(BRPROUD) — At 13, Ethel Waters couldn’t have known that life would take her on a whirlwind journey through the entertainment industry as a singer and actress.

She was born on October 31, 1896, in Chester, Pennsylvania, growing up in poverty before marrying at the age of 12. Her American blues, jazz singing entertainment career began at 13 years old when she sang in public for the first time in a local nightclub. By 17, she began billing herself “Sweet Mama Stringbean.”

Waters sang professionally in Baltimore, Maryland, and was the first woman to sing W.C. Handy’s “St. Louis Blues” on stage. This was the first of many “firsts” she would later be known for.

Her singing career soon took her to New York City where she appeared at the Plantation Club in Harlem in 1925 which would pave her way into Broadway.

On Broadway she would be in the all-Black theatrical production Africana in 1927, Blackbirds in 1930 and Rhapsody in Black in 1931. In 1933 Waters would appear in her first musical that didn’t have an all-Black cast, As Thousands Cheer.

Outside of the many musicals she appeared in, she also acted in just as many films. Some of the films she appeared in include Rufus Jones for President (1933), Cairo (1942), Cabin in the Sky (1943), Pinky (1949), and The Sound and the Fury (1959), just to name a few. Waters was nominated for an Academy Award for Best Supporting Actress in Pinky.

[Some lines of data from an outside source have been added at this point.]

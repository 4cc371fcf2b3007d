//! Negotiated connection limits.
//!
//! [`ConnectRestrictions`] are the limits the client announced in its
//! CONNECT and therefore enforces on inbound packets. [`ConnAckRestrictions`]
//! are the limits the server announced in its CONNACK.

use serde::{Deserialize, Serialize};

use crate::types::QoS;

/// Largest possible packet: 1 type byte, 4 length bytes, maximum remaining
/// length. Used to mean "no limit".
pub const MAXIMUM_PACKET_SIZE_LIMIT: u32 = 268_435_460;

pub const DEFAULT_RECEIVE_MAXIMUM: u16 = u16::MAX;

pub const DEFAULT_TOPIC_ALIAS_MAXIMUM: u16 = 0;

/// Limits announced by the client in CONNECT.
#[derive(Debug, Clone, PartialEq, Eq, Serialize, Deserialize)]
#[serde(default)]
pub struct ConnectRestrictions {
    /// Maximum number of concurrent QoS 1/2 publishes the client accepts.
    ///
    /// Not checked while decoding: in-flight publishes are counted by the
    /// session layer, which reads the value back through
    /// [`Decoder::config`](crate::Decoder::config).
    pub receive_maximum: u16,
    /// Largest inbound packet, fixed header included.
    pub maximum_packet_size: u32,
    /// Number of inbound topic aliases the client keeps.
    pub topic_alias_maximum: u16,
    /// Whether the server may send reason strings and user properties on
    /// packets other than PUBLISH, CONNACK and DISCONNECT.
    pub request_problem_information: bool,
    /// Whether the server may send response information in CONNACK.
    pub request_response_information: bool,
}

impl Default for ConnectRestrictions {
    fn default() -> Self {
        Self {
            receive_maximum: DEFAULT_RECEIVE_MAXIMUM,
            maximum_packet_size: MAXIMUM_PACKET_SIZE_LIMIT,
            topic_alias_maximum: DEFAULT_TOPIC_ALIAS_MAXIMUM,
            request_problem_information: true,
            request_response_information: false,
        }
    }
}

/// Limits announced by the server in CONNACK. Absent properties keep their
/// protocol defaults.
#[derive(Debug, Clone, PartialEq, Eq, Serialize, Deserialize)]
pub struct ConnAckRestrictions {
    pub receive_maximum: u16,
    pub maximum_packet_size: u32,
    pub topic_alias_maximum: u16,
    pub maximum_qos: QoS,
    pub retain_available: bool,
    pub wildcard_subscription_available: bool,
    pub subscription_identifiers_available: bool,
    pub shared_subscription_available: bool,
}

impl Default for ConnAckRestrictions {
    fn default() -> Self {
        Self {
            receive_maximum: DEFAULT_RECEIVE_MAXIMUM,
            maximum_packet_size: MAXIMUM_PACKET_SIZE_LIMIT,
            topic_alias_maximum: DEFAULT_TOPIC_ALIAS_MAXIMUM,
            maximum_qos: QoS::ExactlyOnce,
            retain_available: true,
            wildcard_subscription_available: true,
            subscription_identifiers_available: true,
            shared_subscription_available: true,
        }
    }
}

#[cfg(test)]
mod tests {
    use super::*;

    #[test]
    fn test_connack_defaults() {
        let r = ConnAckRestrictions::default();
        assert_eq!(r.receive_maximum, 65535);
        assert_eq!(r.topic_alias_maximum, 0);
        assert_eq!(r.maximum_qos, QoS::ExactlyOnce);
        assert_eq!(r.maximum_packet_size, MAXIMUM_PACKET_SIZE_LIMIT);
        assert!(r.retain_available);
        assert!(r.wildcard_subscription_available);
        assert!(r.subscription_identifiers_available);
        assert!(r.shared_subscription_available);
    }

    #[test]
    fn test_connect_restrictions_partial_deserialize() {
        let r: ConnectRestrictions = serde_json::from_str(r#"{"topic_alias_maximum": 8}"#).unwrap();
        assert_eq!(r.topic_alias_maximum, 8);
        assert_eq!(r.maximum_packet_size, MAXIMUM_PACKET_SIZE_LIMIT);
        assert!(r.request_problem_information);
    }
}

Another notable accomplishment was when Waters became the first Black woman to star in her own television show, The Ethel Waters Show (1939). The variety show was 15 minutes long and aired on NBC.

Waters died of cancer on September 1, 1977, in Chatsworth, California.

Ethel Waters forged through the entertainment industry, garnering a handful of “firsts.” Her career firsts:

  • First Black woman to appear on radio (1922)
  • First Black woman to star alone at the Palace Theater in New York (1925)
  • First Black woman to star in a commercial network radio show (1933)
  • First singer to introduce 50 songs that became hits (1933)
  • First Black singer to appear on television (1939)
  • First Black woman to star on Broadway in a dramatic play (1939)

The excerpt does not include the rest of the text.